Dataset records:
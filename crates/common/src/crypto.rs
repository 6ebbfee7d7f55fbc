//! Cryptographic helpers shared across SmartSpend crates

/// Compare two secrets without short-circuiting on the first differing byte.
///
/// Length is not hidden: tokens compared here have a fixed, public length.
pub fn constant_time_eq(a: &str, b: &str) -> bool {
    let a = a.as_bytes();
    let b = b.as_bytes();

    if a.len() != b.len() {
        return false;
    }

    let mut result = 0u8;
    for (x, y) in a.iter().zip(b.iter()) {
        result |= x ^ y;
    }
    result == 0
}
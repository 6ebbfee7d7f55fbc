//! Google ID token verification against one of several client audiences

use std::sync::Arc;

use jsonwebtoken::{decode, decode_header, Algorithm, DecodingKey, Validation};
use serde::Deserialize;

use super::key_set::CachedKeySet;
use super::{Audience, IdentityVerifier};
use crate::error::AuthError;
use crate::jwt::classify_jwt_error;
use crate::types::{ProviderKind, VerifiedIdentity};

pub const GOOGLE_ISSUERS: [&str; 2] = ["accounts.google.com", "https://accounts.google.com"];

#[derive(Debug, Deserialize)]
struct GoogleIdTokenClaims {
    aud: Audience,
    sub: String,
    #[serde(default)]
    email: Option<String>,
    #[serde(default)]
    given_name: Option<String>,
    #[serde(default)]
    family_name: Option<String>,
    #[serde(default)]
    picture: Option<String>,
}

/// Verifies Google ID tokens for any of the configured client ids.
///
/// Audiences are tried in order and the first that validates wins.
pub struct GoogleVerifier {
    audiences: Vec<String>,
    keys: Arc<CachedKeySet>,
}

impl GoogleVerifier {
    pub fn new(audiences: Vec<String>, keys: Arc<CachedKeySet>) -> Result<Self, AuthError> {
        if audiences.is_empty() {
            return Err(AuthError::Configuration(
                "at least one Google client id is required".to_string(),
            ));
        }
        Ok(Self { audiences, keys })
    }

    fn validate_for(
        &self,
        id_token: &str,
        key: &DecodingKey,
        audience: &str,
    ) -> Result<GoogleIdTokenClaims, AuthError> {
        let mut validation = Validation::new(Algorithm::RS256);
        validation.set_audience(&[audience]);
        validation.set_issuer(&GOOGLE_ISSUERS);
        validation.set_required_spec_claims(&["exp", "iss", "aud", "sub"]);

        decode::<GoogleIdTokenClaims>(id_token, key, &validation)
            .map(|data| data.claims)
            .map_err(|e| classify_jwt_error(&e))
    }

    async fn decoding_key(&self, id_token: &str) -> Result<DecodingKey, AuthError> {
        let header = decode_header(id_token).map_err(|e| {
            tracing::debug!(error = %e, "Unreadable Google ID token header");
            AuthError::InvalidToken
        })?;
        let kid = header
            .kid
            .filter(|kid| !kid.trim().is_empty())
            .ok_or(AuthError::InvalidToken)?;

        let jwk = self.keys.find(&kid).await.map_err(|e| match e {
            AuthError::UpstreamUnavailable(_) => e,
            other => {
                tracing::debug!(kid = %kid, error = %other, "Google signing key lookup failed");
                AuthError::InvalidToken
            }
        })?;

        DecodingKey::from_rsa_components(&jwk.n, &jwk.e).map_err(|e| {
            tracing::debug!(kid = %kid, error = %e, "Unusable Google signing key");
            AuthError::InvalidToken
        })
    }
}

#[async_trait::async_trait]
impl IdentityVerifier for GoogleVerifier {
    fn provider(&self) -> ProviderKind {
        ProviderKind::Google
    }

    async fn verify(&self, id_token: &str) -> Result<VerifiedIdentity, AuthError> {
        if id_token.trim().is_empty() {
            return Err(AuthError::InvalidToken);
        }

        let key = self.decoding_key(id_token).await?;

        let mut last_error = AuthError::InvalidToken;
        let mut verified = None;
        for audience in &self.audiences {
            match self.validate_for(id_token, &key, audience) {
                Ok(claims) => {
                    tracing::info!(audience = %audience, "Google ID token matched audience");
                    verified = Some(claims);
                    break;
                }
                Err(e) => last_error = e,
            }
        }

        let claims = match verified {
            Some(claims) => claims,
            None => {
                tracing::debug!(error = %last_error, "Google ID token rejected for every audience");
                return Err(match last_error {
                    AuthError::Expired => AuthError::Expired,
                    _ => AuthError::InvalidToken,
                });
            }
        };

        if !claims.aud.contains_any(&self.audiences) {
            return Err(AuthError::AudienceMismatch);
        }

        let email = claims
            .email
            .filter(|email| !email.trim().is_empty())
            .ok_or(AuthError::MissingEmail)?;

        Ok(VerifiedIdentity {
            provider: ProviderKind::Google,
            subject: claims.sub,
            email,
            given_name: claims.given_name,
            family_name: claims.family_name,
            picture_url: claims.picture,
        })
    }
}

TASK ITEM:
Exactly as written, copy out all the entries above.

SOLVED PROBLEM:
filename crates/common/src/crypto.rs
repository 6ebbfee7d7f55fbc
//! Cryptographic helpers shared across SmartSpend crates

/// Compare two secrets without short-circuiting on the first differing byte.
///
/// Length is not hidden: tokens compared here have a fixed, public length.
pub fn constant_time_eq(a: &str, b: &str) -> bool {
    let a = a.as_bytes();
    let b = b.as_bytes();

    if a.len() != b.len() {
        return false;
    }

    let mut result = 0u8;
    for (x, y) in a.iter().zip(b.iter()) {
        result |= x ^ y;
    }
    result == 0
}
repository 6ebbfee7d7f55fbc
//! Google ID token verification against one of several client audiences

use std::sync::Arc;

use jsonwebtoken::{decode, decode_header, Algorithm, DecodingKey, Validation};
use serde::Deserialize;

use super::key_set::CachedKeySet;
use super::{Audience, IdentityVerifier};
use crate::error::AuthError;
use crate::jwt::classify_jwt_error;
use crate::types::{ProviderKind, VerifiedIdentity};

pub const GOOGLE_ISSUERS: [&str; 2] = ["accounts.google.com", "https://accounts.google.com"];

#[derive(Debug, Deserialize)]
struct GoogleIdTokenClaims {
    aud: Audience,
    sub: String,
    #[serde(default)]
    email: Option<String>,
    #[serde(default)]
    given_name: Option<String>,
    #[serde(default)]
    family_name: Option<String>,
    #[serde(default)]
    picture: Option<String>,
}

/// Verifies Google ID tokens for any of the configured client ids.
///
/// Audiences are tried in order and the first that validates wins.
pub struct GoogleVerifier {
    audiences: Vec<String>,
    keys: Arc<CachedKeySet>,
}

impl GoogleVerifier {
    pub fn new(audiences: Vec<String>, keys: Arc<CachedKeySet>) -> Result<Self, AuthError> {
        if audiences.is_empty() {
            return Err(AuthError::Configuration(
                "at least one Google client id is required".to_string(),
            ));
        }
        Ok(Self { audiences, keys })
    }

    fn validate_for(
        &self,
        id_token: &str,
        key: &DecodingKey,
        audience: &str,
    ) -> Result<GoogleIdTokenClaims, AuthError> {
        let mut validation = Validation::new(Algorithm::RS256);
        validation.set_audience(&[audience]);
        validation.set_issuer(&GOOGLE_ISSUERS);
        validation.set_required_spec_claims(&["exp", "iss", "aud", "sub"]);

        decode::<GoogleIdTokenClaims>(id_token, key, &validation)
            .map(|data| data.claims)
            .map_err(|e| classify_jwt_error(&e))
    }

    async fn decoding_key(&self, id_token: &str) -> Result<DecodingKey, AuthError> {
        let header = decode_header(id_token).map_err(|e| {
            tracing::debug!(error = %e, "Unreadable Google ID token header");
            AuthError::InvalidToken
        })?;
        let kid = header
            .kid
            .filter(|kid| !kid.trim().is_empty())
            .ok_or(AuthError::InvalidToken)?;

        let jwk = self.keys.find(&kid).await.map_err(|e| match e {
            AuthError::UpstreamUnavailable(_) => e,
            other => {
                tracing::debug!(kid = %kid, error = %other, "Google signing key lookup failed");
                AuthError::InvalidToken
            }
        })?;

        DecodingKey::from_rsa_components(&jwk.n, &jwk.e).map_err(|e| {
            tracing::debug!(kid = %kid, error = %e, "Unusable Google signing key");
            AuthError::InvalidToken
        })
    }
}

#[async_trait::async_trait]
impl IdentityVerifier for GoogleVerifier {
    fn provider(&self) -> ProviderKind {
        ProviderKind::Google
    }

    async fn verify(&self, id_token: &str) -> Result<VerifiedIdentity, AuthError> {
        if id_token.trim().is_empty() {
            return Err(AuthError::InvalidToken);
        }

        let key = self.decoding_key(id_token).await?;

        let mut last_error = AuthError::InvalidToken;
        let mut verified = None;
        for audience in &self.audiences {
            match self.validate_for(id_token, &key, audience) {
                Ok(claims) => {
                    tracing::info!(audience = %audience, "Google ID token matched audience");
                    verified = Some(claims);
                    break;
                }
                Err(e) => last_error = e,
            }
        }

        let claims = match verified {
            Some(claims) => claims,
            None => {
                tracing::debug!(error = %last_error, "Google ID token rejected for every audience");
                return Err(match last_error {
                    AuthError::Expired => AuthError::Expired,
                    _ => AuthError::InvalidToken,
                });
            }
        };

        if !claims.aud.contains_any(&self.audiences) {
            return Err(AuthError::AudienceMismatch);
        }

        let email = claims
            .email
            .filter(|email| !email.trim().is_empty())
            .ok_or(AuthError::MissingEmail)?;

        Ok(VerifiedIdentity {
            provider: ProviderKind::Google,
            subject: claims.sub,
            email,
            given_name: claims.given_name,
            family_name: claims.family_name,
            picture_url: claims.picture,
        })
    }
}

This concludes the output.